Gaston Heymann war Opfer der Gleichschaltung durch die Nationalsozialisten. Die Freiburger Zeitung würdigte ihren jüdischen Autor. Wenige Jahre später brachte er sich um.

Ein besonders tragisches Opfer der Gleichschaltung der Freiburger Zeitung seit Januar 1933 war Gaston Heymann, der unter dem Pseudonym Helland zahlreiche Leitartikel verfasst hatte und von dem sich die Zeitung zu trennen hatte. Am 26. März 1933 schrieb er seinen letzten Beitrag mit dem Titel "Präventivkrieg?". Die Schriftleitung teilte im Vorspann ihren Lesern mit, Helland verlasse Berlin und sehe sich außerstande, weiter einer schriftstellerischen Tätigkeit nachzugehen.

Daran schloss sich eine außergewöhnliche Würdigung an: "Seine Betrachtungen über innen- und außenpolitische Fragen zeichneten sich stets aus durch Ehrlichkeit der Ueberzeugung, Gründlichkeit und Vielseitigkeit des Wissens, Objektivität der Einstellung, Großlinigkeit, durch Eigenart des Stils und Unbestechlichkeit des Urteils – Eigenschaften, die umso höher zu werten sind, als sie nicht gerade Allgemeingut der deutschen Presse sind."

Heymann war Sohn reicher, in Paris wohnender deutscher Eltern. "Er hatte bei Kriegsausbruch [1914] die Wahl gehabt, sich zu den Franzosen zu bekennen oder als Deutscher behandelt zu werden. Er wählte das letztere. Dafür nahmen ihm die Franzosen das elterliche Vermögen weg und steckten ihn in die Kerker von Constantine in Marokko. Als völlig mittelloser zu 40 Prozent Kriegsbeschädigter kam er nach Freiburg, wo er mit der Freiburger Zeitung in ein Mitarbeiterverhältnis trat, das anhielt, auch als der Leidende endlich in Berlin eine bescheidene Existenz fand", hieß es im Text der Freiburger Zeitung.

Heymanns Leben endete auf tragische Weise. Nach einem missglückten Überfall auf eine Bank in Basel, bei dem ein Mitarbeiter schwer verletzt worden war, brachte er sich am 18. November 1935 um.
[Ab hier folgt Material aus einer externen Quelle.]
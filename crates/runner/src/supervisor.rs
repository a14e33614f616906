#![forbid(unsafe_code)]

//! Self-update detection. The consumer loop only asks "should I reload?"; relaunching the
//! process image is left to `main`.

use sha2::{Digest, Sha256};
use std::ffi::OsString;
use std::path::{Path, PathBuf};
use tracing::{info, warn};

/// Set on the relaunched process so it resumes instead of running corruption recovery.
pub const RELOAD_ENV: &str = "HANDOFF_RELOADED";

/// Exit code asking an external supervisor to restart us when in-place exec is unavailable.
pub const RELOAD_EXIT_CODE: i32 = 75;

pub trait ReloadCheck {
    fn reload_requested(&mut self) -> bool;
}

/// Never asks for a reload.
pub struct NeverReload;

impl ReloadCheck for NeverReload {
    fn reload_requested(&mut self) -> bool {
        false
    }
}

type Fingerprint = Option<[u8; 32]>;

fn fingerprint(path: &Path) -> Fingerprint {
    let bytes = std::fs::read(path).ok()?;
    let mut out = [0u8; 32];
    out.copy_from_slice(&Sha256::digest(&bytes));
    Some(out)
}

/// Content digests of the files the running program was built from, captured at startup.
pub struct SourceWatch {
    baseline: Vec<(PathBuf, Fingerprint)>,
}

impl SourceWatch {
    pub fn capture(paths: impl IntoIterator<Item = PathBuf>) -> Self {
        let mut baseline: Vec<(PathBuf, Fingerprint)> = Vec::new();
        for path in paths {
            if baseline.iter().any(|(seen, _)| seen == &path) {
                continue;
            }
            let digest = fingerprint(&path);
            if digest.is_none() {
                warn!(path = %path.display(), "watched file unreadable at startup");
            }
            baseline.push((path, digest));
        }
        Self { baseline }
    }

    /// The running executable plus `extra`.
    pub fn for_current_exe(extra: impl IntoIterator<Item = PathBuf>) -> Self {
        let exe = std::env::current_exe().ok();
        Self::capture(exe.into_iter().chain(extra))
    }

    pub fn paths(&self) -> impl Iterator<Item = &Path> {
        self.baseline.iter().map(|(path, _)| path.as_path())
    }

    /// The first watched path whose content no longer matches the baseline.
    pub fn changed(&self) -> Option<&Path> {
        self.baseline.iter().find_map(|(path, digest)| {
            let current = fingerprint(path);
            // A file that became unreadable (deleted, mid-rebuild) differs too.
            (current != *digest).then_some(path.as_path())
        })
    }
}

impl ReloadCheck for SourceWatch {
    fn reload_requested(&mut self) -> bool {
        match self.changed() {
            Some(path) => {
                info!(path = %path.display(), "watched file changed, reload requested");
                true
            }
            None => false,
        }
    }
}

/// True when this process was started by [`relaunch`].
pub fn is_reloaded_start() -> bool {
    std::env::var_os(RELOAD_ENV).is_some_and(|v| !v.is_empty())
}

fn exec_candidates() -> Vec<OsString> {
    let mut out: Vec<OsString> = Vec::new();
    // argv[0] first: current_exe() points at "(deleted)" after a rebuild replaced the binary.
    if let Some(argv0) = std::env::args_os().next() {
        out.push(argv0);
    }
    if let Ok(exe) = std::env::current_exe() {
        let exe = exe.into_os_string();
        if !out.contains(&exe) {
            out.push(exe);
        }
    }
    out
}

fn resolve_exec_program(program: &OsString) -> Option<PathBuf> {
    let raw = PathBuf::from(program);
    if raw.components().count() > 1 || raw.is_absolute() {
        return Some(raw);
    }
    let path_env = std::env::var_os("PATH")?;
    std::env::split_paths(&path_env)
        .map(|dir| dir.join(program))
        .find(|cand| cand.is_file())
}

/// Replaces the process image with a fresh copy of this program, same arguments.
///
/// Only returns on failure.
#[cfg(unix)]
pub fn relaunch() -> std::io::Error {
    use std::os::unix::process::CommandExt;

    let args: Vec<OsString> = std::env::args_os().skip(1).collect();
    let mut last_err: Option<std::io::Error> = None;
    for cand in exec_candidates() {
        let Some(path) = resolve_exec_program(&cand) else {
            continue;
        };
        info!(program = %path.display(), "relaunching");
        let err = std::process::Command::new(&path)
            .args(&args)
            .env(RELOAD_ENV, "1")
            .exec();
        warn!(program = %path.display(), error = %err, "relaunch failed");
        last_err = Some(err);
    }
    last_err.unwrap_or_else(|| {
        std::io::Error::new(std::io::ErrorKind::NotFound, "no program to relaunch")
    })
}

#[cfg(not(unix))]
pub fn relaunch() -> std::io::Error {
    std::io::Error::new(
        std::io::ErrorKind::Unsupported,
        "in-place relaunch needs exec",
    )
}
#![forbid(unsafe_code)]

use crate::{BlobStore, StoreError};
use ho_core::keys::BlobKey;
use std::fs;
use std::io::ErrorKind;
use std::path::{Path, PathBuf};
use std::sync::atomic::{AtomicU64, Ordering};

const TMP_PREFIX: &str = ".ho-tmp-";

static TMP_COUNTER: AtomicU64 = AtomicU64::new(0);

/// Blob namespace mapped onto a directory tree (one file per key).
///
/// Writes land in a sibling temp file and are renamed into place, so a reader sees either
/// the old or the new value, never a torn one. Works over any shared filesystem that
/// provides atomic rename.
#[derive(Debug)]
pub struct DirStore {
    root: PathBuf,
}

impl DirStore {
    pub fn open(root: impl AsRef<Path>) -> Result<Self, StoreError> {
        let root = root.as_ref().to_path_buf();
        fs::create_dir_all(&root)?;
        Ok(Self { root })
    }

    fn path_for(&self, key: &BlobKey) -> PathBuf {
        let mut path = self.root.clone();
        for segment in key.segments() {
            path.push(segment);
        }
        path
    }

    fn collect_keys(
        &self,
        dir: &Path,
        rel: &mut Vec<String>,
        out: &mut Vec<BlobKey>,
    ) -> Result<(), StoreError> {
        let entries = match fs::read_dir(dir) {
            Ok(entries) => entries,
            Err(err) if err.kind() == ErrorKind::NotFound => return Ok(()),
            Err(err) => return Err(err.into()),
        };
        for entry in entries {
            let entry = entry?;
            let Some(name) = entry.file_name().to_str().map(str::to_string) else {
                continue;
            };
            if name.starts_with(TMP_PREFIX) {
                continue;
            }
            let file_type = entry.file_type()?;
            rel.push(name);
            if file_type.is_dir() {
                self.collect_keys(&entry.path(), rel, out)?;
            } else if file_type.is_file()
                && let Ok(key) = BlobKey::try_new(rel.join("/"))
            {
                out.push(key);
            }
            rel.pop();
        }
        Ok(())
    }
}

impl BlobStore for DirStore {
    fn get(&self, key: &BlobKey) -> Result<Option<Vec<u8>>, StoreError> {
        let path = self.path_for(key);
        if path.is_dir() {
            return Ok(None);
        }
        match fs::read(&path) {
            Ok(bytes) => Ok(Some(bytes)),
            Err(err) if err.kind() == ErrorKind::NotFound => Ok(None),
            Err(err) => Err(err.into()),
        }
    }

    fn put(&self, key: &BlobKey, value: &[u8]) -> Result<(), StoreError> {
        let path = self.path_for(key);
        let Some(parent) = path.parent() else {
            return Err(StoreError::Io(std::io::Error::new(
                ErrorKind::InvalidInput,
                "blob path has no parent directory",
            )));
        };
        fs::create_dir_all(parent)?;
        let nonce = TMP_COUNTER.fetch_add(1, Ordering::Relaxed);
        let tmp = parent.join(format!("{TMP_PREFIX}{}-{nonce}", std::process::id()));
        if let Err(err) = fs::write(&tmp, value) {
            let _ = fs::remove_file(&tmp);
            return Err(err.into());
        }
        if let Err(err) = fs::rename(&tmp, &path) {
            let _ = fs::remove_file(&tmp);
            return Err(err.into());
        }
        Ok(())
    }

    fn delete(&self, key: &BlobKey) -> Result<(), StoreError> {
        match fs::remove_file(self.path_for(key)) {
            Ok(()) => Ok(()),
            Err(err) if err.kind() == ErrorKind::NotFound => Ok(()),
            Err(err) => Err(err.into()),
        }
    }

    fn list(&self, prefix: &str) -> Result<Vec<BlobKey>, StoreError> {
        let mut out = Vec::new();
        self.collect_keys(&self.root, &mut Vec::new(), &mut out)?;
        out.retain(|key| key.as_str().starts_with(prefix));
        out.sort();
        Ok(out)
    }
}
#![forbid(unsafe_code)]

pub mod keys;
pub mod record;

pub mod ids {
    /// Opaque name of one round of work (a commit hash in practice).
    ///
    /// Equality is exact string comparison; the value is used verbatim as a key segment.
    #[derive(Clone, Debug, PartialEq, Eq, Hash, PartialOrd, Ord)]
    pub struct WorkUnitId(String);

    impl WorkUnitId {
        pub fn as_str(&self) -> &str {
            &self.0
        }

        pub fn try_new(value: impl Into<String>) -> Result<Self, WorkUnitIdError> {
            let value = value.into();
            let trimmed = value.trim();
            validate_work_unit_id(trimmed)?;
            Ok(Self(trimmed.to_string()))
        }
    }

    impl std::fmt::Display for WorkUnitId {
        fn fmt(&self, f: &mut std::fmt::Formatter<'_>) -> std::fmt::Result {
            f.write_str(&self.0)
        }
    }

    #[derive(Clone, Debug, PartialEq, Eq)]
    pub enum WorkUnitIdError {
        Empty,
        TooLong,
        ContainsSlash,
        ContainsWhitespace,
        ContainsControl,
        Reserved,
    }

    impl WorkUnitIdError {
        pub fn message(&self) -> &'static str {
            match self {
                Self::Empty => "work unit id must not be empty",
                Self::TooLong => "work unit id is too long",
                Self::ContainsSlash => "work unit id must not contain '/'",
                Self::ContainsWhitespace => "work unit id must not contain whitespace",
                Self::ContainsControl => "work unit id contains control characters",
                Self::Reserved => "work unit id is reserved ('magic', '.' or '..')",
            }
        }
    }

    impl std::fmt::Display for WorkUnitIdError {
        fn fmt(&self, f: &mut std::fmt::Formatter<'_>) -> std::fmt::Result {
            f.write_str(self.message())
        }
    }

    impl std::error::Error for WorkUnitIdError {}

    fn validate_work_unit_id(value: &str) -> Result<(), WorkUnitIdError> {
        if value.is_empty() {
            return Err(WorkUnitIdError::Empty);
        }
        if value.len() > 256 {
            return Err(WorkUnitIdError::TooLong);
        }
        // Signal blobs live under `magic/`; dot segments would leave the namespace.
        if value == crate::keys::SIGNAL_DIR || value == "." || value == ".." {
            return Err(WorkUnitIdError::Reserved);
        }
        if value.contains('/') {
            return Err(WorkUnitIdError::ContainsSlash);
        }
        if value.chars().any(|c| c.is_control()) {
            return Err(WorkUnitIdError::ContainsControl);
        }
        if value.chars().any(char::is_whitespace) {
            return Err(WorkUnitIdError::ContainsWhitespace);
        }
        Ok(())
    }
}

pub mod model {
    use crate::ids::WorkUnitId;

    /// The three handoff markers. At most one is expected to exist at a time.
    #[derive(Clone, Copy, Debug, PartialEq, Eq, Hash)]
    pub enum Signal {
        Offered,
        Claimed,
        Finished,
    }

    impl Signal {
        pub const ALL: [Signal; 3] = [Signal::Offered, Signal::Claimed, Signal::Finished];

        pub fn as_str(self) -> &'static str {
            match self {
                Signal::Offered => "OFFERED",
                Signal::Claimed => "CLAIMED",
                Signal::Finished => "FINISHED",
            }
        }
    }

    impl std::fmt::Display for Signal {
        fn fmt(&self, f: &mut std::fmt::Formatter<'_>) -> std::fmt::Result {
            f.write_str(self.as_str())
        }
    }

    /// Summary of one run, persisted as "0" (passed) or "1" (failed).
    #[derive(Clone, Copy, Debug, PartialEq, Eq)]
    pub enum OverallStatus {
        Passed,
        Failed,
    }

    impl OverallStatus {
        pub fn from_failed(failed: bool) -> Self {
            if failed { Self::Failed } else { Self::Passed }
        }

        pub fn as_str(self) -> &'static str {
            match self {
                Self::Passed => "0",
                Self::Failed => "1",
            }
        }

        /// Anything other than an exact "0" is a failure; a garbled status must never pass.
        pub fn parse(raw: &str) -> Self {
            if raw.trim() == "0" {
                Self::Passed
            } else {
                Self::Failed
            }
        }

        pub fn is_failed(self) -> bool {
            matches!(self, Self::Failed)
        }
    }

    /// What the signal blobs looked like at one observation point.
    #[derive(Clone, Debug, Default, PartialEq, Eq)]
    pub struct SignalSnapshot {
        pub offered: Option<WorkUnitId>,
        pub claimed: Option<WorkUnitId>,
        pub finished: Option<WorkUnitId>,
    }

    impl SignalSnapshot {
        pub fn get(&self, signal: Signal) -> Option<&WorkUnitId> {
            match signal {
                Signal::Offered => self.offered.as_ref(),
                Signal::Claimed => self.claimed.as_ref(),
                Signal::Finished => self.finished.as_ref(),
            }
        }

        pub fn present(&self) -> Vec<Signal> {
            Signal::ALL
                .into_iter()
                .filter(|s| self.get(*s).is_some())
                .collect()
        }

        pub fn is_idle(&self) -> bool {
            self.present().is_empty()
        }
    }
}

#[cfg(test)]
mod tests {
    use super::ids::{WorkUnitId, WorkUnitIdError};
    use super::model::{OverallStatus, Signal, SignalSnapshot};

    #[test]
    fn work_unit_id_trims_and_validates() {
        let id = WorkUnitId::try_new("  3f2a9c\n").expect("valid id");
        assert_eq!(id.as_str(), "3f2a9c");
        assert_eq!(WorkUnitId::try_new("   "), Err(WorkUnitIdError::Empty));
        assert_eq!(
            WorkUnitId::try_new("refs/changes/12"),
            Err(WorkUnitIdError::ContainsSlash)
        );
        assert_eq!(
            WorkUnitId::try_new("a b"),
            Err(WorkUnitIdError::ContainsWhitespace)
        );
        assert_eq!(
            WorkUnitId::try_new("x".repeat(300)),
            Err(WorkUnitIdError::TooLong)
        );
        assert_eq!(
            WorkUnitId::try_new("magic"),
            Err(WorkUnitIdError::Reserved)
        );
        assert_eq!(WorkUnitId::try_new(".."), Err(WorkUnitIdError::Reserved));
    }

    #[test]
    fn overall_status_parse_never_passes_garbage() {
        assert_eq!(OverallStatus::parse("0"), OverallStatus::Passed);
        assert_eq!(OverallStatus::parse("0\n"), OverallStatus::Passed);
        assert_eq!(OverallStatus::parse("1"), OverallStatus::Failed);
        assert_eq!(OverallStatus::parse(""), OverallStatus::Failed);
        assert_eq!(OverallStatus::parse("False"), OverallStatus::Failed);
        assert_eq!(OverallStatus::from_failed(true).as_str(), "1");
    }

    #[test]
    fn snapshot_reports_present_signals_in_protocol_order() {
        let id = WorkUnitId::try_new("abc").unwrap();
        let snapshot = SignalSnapshot {
            offered: None,
            claimed: Some(id.clone()),
            finished: Some(id),
        };
        assert_eq!(snapshot.present(), vec![Signal::Claimed, Signal::Finished]);
        assert!(!snapshot.is_idle());
        assert!(SignalSnapshot::default().is_idle());
    }
}
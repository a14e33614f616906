#![forbid(unsafe_code)]

use crate::{BlobStore, StoreError};
use ho_core::ids::WorkUnitId;
use ho_core::keys::signal_key;
use ho_core::model::{Signal, SignalSnapshot};
use tracing::{info, warn};

/// Read/write access to the three handoff markers under `magic/`.
pub struct SignalBoard<'a> {
    store: &'a dyn BlobStore,
}

impl<'a> SignalBoard<'a> {
    pub fn new(store: &'a dyn BlobStore) -> Self {
        Self { store }
    }

    pub fn exists(&self, signal: Signal) -> Result<bool, StoreError> {
        self.store.exists(&signal_key(signal))
    }

    pub fn read(&self, signal: Signal) -> Result<Option<WorkUnitId>, StoreError> {
        let key = signal_key(signal);
        let Some(bytes) = self.store.get(&key)? else {
            return Ok(None);
        };
        let text = String::from_utf8(bytes).map_err(|_| StoreError::NotUtf8 {
            key: key.to_string(),
        })?;
        let id = WorkUnitId::try_new(text).map_err(|source| StoreError::InvalidPayload {
            key: key.to_string(),
            source,
        })?;
        Ok(Some(id))
    }

    pub fn put(&self, signal: Signal, id: &WorkUnitId) -> Result<(), StoreError> {
        self.store.put(&signal_key(signal), id.as_str().as_bytes())
    }

    pub fn delete(&self, signal: Signal) -> Result<(), StoreError> {
        self.store.delete(&signal_key(signal))
    }

    pub fn snapshot(&self) -> Result<SignalSnapshot, StoreError> {
        Ok(SignalSnapshot {
            offered: self.read(Signal::Offered)?,
            claimed: self.read(Signal::Claimed)?,
            finished: self.read(Signal::Finished)?,
        })
    }

    /// Corruption recovery: deletes every signal that exists, whatever its payload.
    ///
    /// Idempotent. Returns the signals that were present.
    pub fn clear_stale(&self) -> Result<Vec<Signal>, StoreError> {
        let mut cleared = Vec::new();
        for signal in Signal::ALL {
            if self.exists(signal)? {
                warn!(signal = %signal, "synchronizing signal exists, cleaning up");
                self.delete(signal)?;
                cleared.push(signal);
            }
        }
        Ok(cleared)
    }

    /// Logs every present signal with its raw payload. Never fails on a garbled payload.
    pub fn log_state(&self) {
        for signal in Signal::ALL {
            match self.store.get(&signal_key(signal)) {
                Ok(Some(bytes)) => {
                    let content = String::from_utf8_lossy(&bytes);
                    info!(signal = %signal, content = %content.trim(), "signal state");
                }
                Ok(None) => {}
                Err(err) => warn!(signal = %signal, error = %err, "signal state unreadable"),
            }
        }
    }
}
#![forbid(unsafe_code)]

use ho_core::ids::WorkUnitId;
use ho_core::keys::LogField;
use ho_core::model::Signal;
use ho_core::record::CommandDescriptor;
use ho_storage::{Archive, ArchivedLog, BlobStore, SignalBoard, StoreError};
use std::io::Write;
use std::path::Path;
use std::process::{Command, ExitStatus};
use tracing::info;

#[derive(Debug, thiserror::Error)]
pub enum ReportError {
    #[error(transparent)]
    Store(#[from] StoreError),
    #[error("write report: {0}")]
    Io(#[from] std::io::Error),
}

/// Prints every archived log of `id`. Returns how many command entries were found.
pub fn print_logs(
    store: &dyn BlobStore,
    id: &WorkUnitId,
    out: &mut dyn Write,
) -> Result<usize, ReportError> {
    let archive = Archive::new(store);
    let logs = archive.fetch_logs(id)?;
    match archive.read_status(id)? {
        Some(status) => writeln!(out, "Overall status of {id}: {}", status.as_str())?,
        None => writeln!(out, "No overall status archived for {id}")?,
    }
    for log in &logs {
        write_log(out, id, log)?;
    }
    out.flush()?;
    Ok(logs.len())
}

fn write_log(out: &mut dyn Write, id: &WorkUnitId, log: &ArchivedLog) -> std::io::Result<()> {
    writeln!(out, "\n\n== {id}/{} ==", log.label)?;
    for field in LogField::ALL {
        writeln!(out, "\n{} had value:", field.as_str())?;
        match field {
            LogField::ExitCode => match log.exit_code {
                Some(code) => writeln!(out, "{code}")?,
                None => writeln!(out, "<missing>")?,
            },
            LogField::TimedOut => match log.timed_out {
                Some(flag) => writeln!(out, "{flag}")?,
                None => writeln!(out, "<missing>")?,
            },
            LogField::Stdout | LogField::Stderr => {
                let bytes = if field == LogField::Stdout {
                    &log.stdout
                } else {
                    &log.stderr
                };
                match bytes {
                    Some(bytes) => {
                        out.write_all(bytes)?;
                        writeln!(out)?;
                    }
                    None => writeln!(out, "<missing>")?,
                }
            }
        }
    }
    Ok(())
}

/// One line per signal: its payload, or that it is absent.
pub fn print_state(store: &dyn BlobStore, out: &mut dyn Write) -> Result<(), ReportError> {
    let board = SignalBoard::new(store);
    for signal in Signal::ALL {
        match board.read(signal) {
            Ok(Some(id)) => writeln!(out, "{signal}: {id}")?,
            Ok(None) => writeln!(out, "{signal}: absent")?,
            Err(err @ (StoreError::NotUtf8 { .. } | StoreError::InvalidPayload { .. })) => {
                writeln!(out, "{signal}: garbled ({err})")?
            }
            Err(err) => return Err(err.into()),
        }
    }
    out.flush()?;
    Ok(())
}

/// Runs the auxiliary report command in the foreground, output straight to the terminal.
pub fn run_report_command(cmd: &CommandDescriptor, cwd: &Path) -> std::io::Result<ExitStatus> {
    let Some((program, args)) = cmd.argv.split_first() else {
        return Err(std::io::Error::new(
            std::io::ErrorKind::InvalidInput,
            "empty report command",
        ));
    };
    info!(command = %cmd.display(), "running report command");
    Command::new(program)
        .args(args)
        .envs(&cmd.env)
        .current_dir(cwd)
        .status()
}

#[cfg(test)]
mod tests {
    use super::*;
    use ho_core::model::OverallStatus;
    use ho_core::record::{CommandLabel, ExecutionRecord};
    use ho_storage::MemoryStore;

    fn id(raw: &str) -> WorkUnitId {
        WorkUnitId::try_new(raw).expect("id")
    }

    #[test]
    fn prints_fields_in_fixed_order() {
        let store = MemoryStore::new();
        let archive = Archive::new(&store);
        let hash = id("abc");
        let label = CommandLabel::from_sanitized("tools_test.py").expect("label");
        archive
            .archive_record(
                &hash,
                &label,
                &ExecutionRecord {
                    exit_code: 2,
                    timed_out: false,
                    stdout: b"the stdout".to_vec(),
                    stderr: b"the stderr".to_vec(),
                },
            )
            .expect("archive");
        archive
            .write_status(&hash, OverallStatus::Failed)
            .expect("status");

        let mut out = Vec::new();
        assert_eq!(print_logs(&store, &hash, &mut out).expect("print"), 1);
        let text = String::from_utf8(out).expect("utf8");
        assert!(text.starts_with("Overall status of abc: 1"));
        let order = [
            "exitcode had value:\n2",
            "timed_out had value:\nfalse",
            "stderr had value:\nthe stderr",
            "stdout had value:\nthe stdout",
        ]
        .map(|needle| text.find(needle).expect(needle));
        assert!(order.windows(2).all(|pair| pair[0] < pair[1]));
    }

    #[test]
    fn state_lists_every_signal() {
        let store = MemoryStore::new();
        SignalBoard::new(&store)
            .put(Signal::Offered, &id("abc"))
            .expect("put");
        let mut out = Vec::new();
        print_state(&store, &mut out).expect("state");
        assert_eq!(
            String::from_utf8(out).expect("utf8"),
            "OFFERED: abc\nCLAIMED: absent\nFINISHED: absent\n"
        );
    }
}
Der Bericht der Neuen Basler Zeitung darüber gab auch Auskunft über den Lebenslauf Heymanns. So habe Heymann 1929 "ein bekanntes und gefeiertes Mitglied des Freiburger Stadttheaters, Claire Wilke", geheiratet.

Als die Nationalsozialisten ans Ruder kamen, verließ Heymann 1933 seine Heimat, lebte eine Zeitlang im Kanton Baselstadt und in Neu-Allschwil (Baselland), danach in Straßburg. Dort, so die Zeitung seinerzeit, habe er "sich wiederholt mit dem Gedanken, Selbstmord zu begehen, getragen und diesen auch geäußert".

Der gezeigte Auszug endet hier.